Tbilisi, DFWatch – A group of Georgian artists, invited to perform a play about immigration in the international theater festival in the UK, got their visa applications rejected.
Mareike Wentzel is a German actress and performance artist, who frequently visits Georgia and works on various art projects here. She was the one to encourage her former students from the Center for Contemporary Art, the New Collective, to send an application to the Flare festival in Manchester.
Their performance about problems and stories of female immigrants in England, was one of 23 selected for the emerging artists’ festival out of 300 applicants.
But, despite having an official invitation letter from the festival organizers, the New Collective got rejection letters instead of visas to the UK.
“I am not satisfied that you are a genuine visitor to the UK and will leave the UK at the end of your visit or that you have sufficient funds available to cover your costs whilst in the UK without working or accessing public funds,” reads the letter from the UK Visas and Immigration office.
“We were all aware of the fact that the UK has very strict visa regulations, but didn’t expect that our performance (about immigration) would become reality even before entering the UK,” said Wentzel.
But neither her nor the organizers of Flare are giving up yet. After addressing the U.K. embassy in Tbilisi, they got an answer that the group can reapply, but they still need to show evidence that they intend to come back to Georgia after the festival.
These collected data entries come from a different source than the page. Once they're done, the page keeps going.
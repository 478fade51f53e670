//! Chat data models
//!
//! Defines structures for threads and messages. The serialized form uses
//! camelCase field names and RFC 3339 timestamps, which is what the durable
//! `chat-threads` document contains.

use chrono::{DateTime, Utc};
use serde::{Deserialize, Serialize};
use uuid::Uuid;

/// Unique identifier for a thread
pub type ThreadId = String;

/// Unique identifier for a message
pub type MessageId = String;

/// Role of a message sender
#[derive(Debug, Clone, Copy, PartialEq, Eq, Serialize, Deserialize)]
#[serde(rename_all = "lowercase")]
pub enum MessageRole {
    /// Message from the user
    User,
    /// Message from the assistant/AI
    Assistant,
}

impl MessageRole {
    /// Convert the role to its string representation
    pub fn as_str(&self) -> &'static str {
        match self {
            MessageRole::User => "user",
            MessageRole::Assistant => "assistant",
        }
    }
}

/// A single message in a thread
///
/// Content and timestamp never change after creation.
#[derive(Debug, Clone, PartialEq, Serialize, Deserialize)]
pub struct Message {
    /// Unique identifier for the message
    pub id: MessageId,
    /// Role of the message sender
    pub role: MessageRole,
    /// Content of the message
    pub content: String,
    /// When the message was created
    pub timestamp: DateTime<Utc>,
}

impl Message {
    /// Create a new message with a generated id and the current time
    pub fn new(role: MessageRole, content: String) -> Self {
        Self {
            id: Uuid::new_v4().to_string(),
            role,
            content,
            timestamp: Utc::now(),
        }
    }
}

/// The caller-supplied part of a message; id and timestamp are assigned by the store
#[derive(Debug, Clone, PartialEq, Eq, Serialize, Deserialize)]
pub struct NewMessage {
    /// Role of the message sender
    pub role: MessageRole,
    /// Content of the message
    pub content: String,
}

impl NewMessage {
    /// A message authored by the user
    pub fn user(content: impl Into<String>) -> Self {
        Self {
            role: MessageRole::User,
            content: content.into(),
        }
    }

    /// A message authored by the assistant
    pub fn assistant(content: impl Into<String>) -> Self {
        Self {
            role: MessageRole::Assistant,
            content: content.into(),
        }
    }
}

/// A conversation thread
#[derive(Debug, Clone, PartialEq, Serialize, Deserialize)]
#[serde(rename_all = "camelCase")]
pub struct Thread {
    /// Unique identifier for the thread
    pub id: ThreadId,
    /// Title of the thread (derived from the first user message or user-set)
    pub title: String,
    /// Messages in arrival order
    pub messages: Vec<Message>,
    /// When the thread was created
    pub created_at: DateTime<Utc>,
    /// Whether the thread is pinned to the top of the list
    pub pinned: bool,
}

impl Thread {
    /// Create an empty, unpinned thread
    pub fn new(title: String) -> Self {
        Self {
            id: Uuid::new_v4().to_string(),
            title,
            messages: Vec::new(),
            created_at: Utc::now(),
            pinned: false,
        }
    }
}

/// Maximum number of characters kept when deriving a title
pub const TITLE_MAX_CHARS: usize = 30;

/// Derive a thread title from the first user message
///
/// Counts characters, not bytes, so multi-byte text is never split mid-character.
pub fn derive_title(content: &str) -> String {
    if content.chars().count() > TITLE_MAX_CHARS {
        let head: String = content.chars().take(TITLE_MAX_CHARS).collect();
        format!("{}...", head)
    } else {
        content.to_string()
    }
}

#[cfg(test)]
mod tests {
    use super::*;

    #[test]
    fn test_derive_title_short_content_verbatim() {
        assert_eq!(derive_title("Hello there"), "Hello there");
        let exactly_thirty = "a".repeat(30);
        assert_eq!(derive_title(&exactly_thirty), exactly_thirty);
    }

    #[test]
    fn test_derive_title_truncates_long_content() {
        let content = "abcdefghijklmnopqrstuvwxyz0123456789";
        assert_eq!(derive_title(content), "abcdefghijklmnopqrstuvwxyz0123...");
    }

    #[test]
    fn test_derive_title_counts_characters() {
        let content = "こんにちは".repeat(7); // 35 chars, 105 bytes
        let title = derive_title(&content);
        assert_eq!(title.chars().count(), 33);
        assert!(title.ends_with("..."));
    }

    #[test]
    fn test_thread_serializes_camel_case() {
        let thread = Thread::new("New chat 1".to_string());
        let json = serde_json::to_value(&thread).unwrap();

        assert!(json.get("createdAt").is_some());
        assert_eq!(json["pinned"], false);
        assert!(json["messages"].as_array().unwrap().is_empty());
    }

    #[test]
    fn test_message_role_serialization() {
        let message = Message::new(MessageRole::Assistant, "hi".to_string());
        let json = serde_json::to_value(&message).unwrap();
        assert_eq!(json["role"], "assistant");
        assert_eq!(MessageRole::User.as_str(), "user");
    }

    #[test]
    fn test_message_parses_iso_timestamp() {
        let json = r#"{"id":"m1","role":"user","content":"hi","timestamp":"2024-05-01T12:30:00.000Z"}"#;
        let message: Message = serde_json::from_str(json).unwrap();
        assert_eq!(message.timestamp.to_rfc3339(), "2024-05-01T12:30:00+00:00");
    }
}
“This is ridiculous. First of all, they have been invited and without that invitation probably wouldn’t have considered traveling to the UK and secondly how could you possibly prove that you will return?” asks Wentzel.
She and the organisers of the festival now are collecting statements, verifying the artistic integrity and achievements of each member of the group. They hope that this will allow to prove to the British bureaucrats that the artists are going to perform, and not to immigrate in the UK.
The organizers of the Flare festival have also created an online petition, addressing the UK Home Secretary Theresa May and asking her to accept letters, verifying the performers’ artistic integrity instead of their financial statement and grant visas for them. The petition has over 1300 signatures, after the Guardian published a blog post about it.
The UK is not a part of the Schengen area and has its own requirements for visas.
The current Conservative government has stated in its recent election manifesto that they aim to keep net migration down to the tens of thousands and make it more difficult for EU immigrants to claim social or housing benefits, which results in stricter visa control and issuance.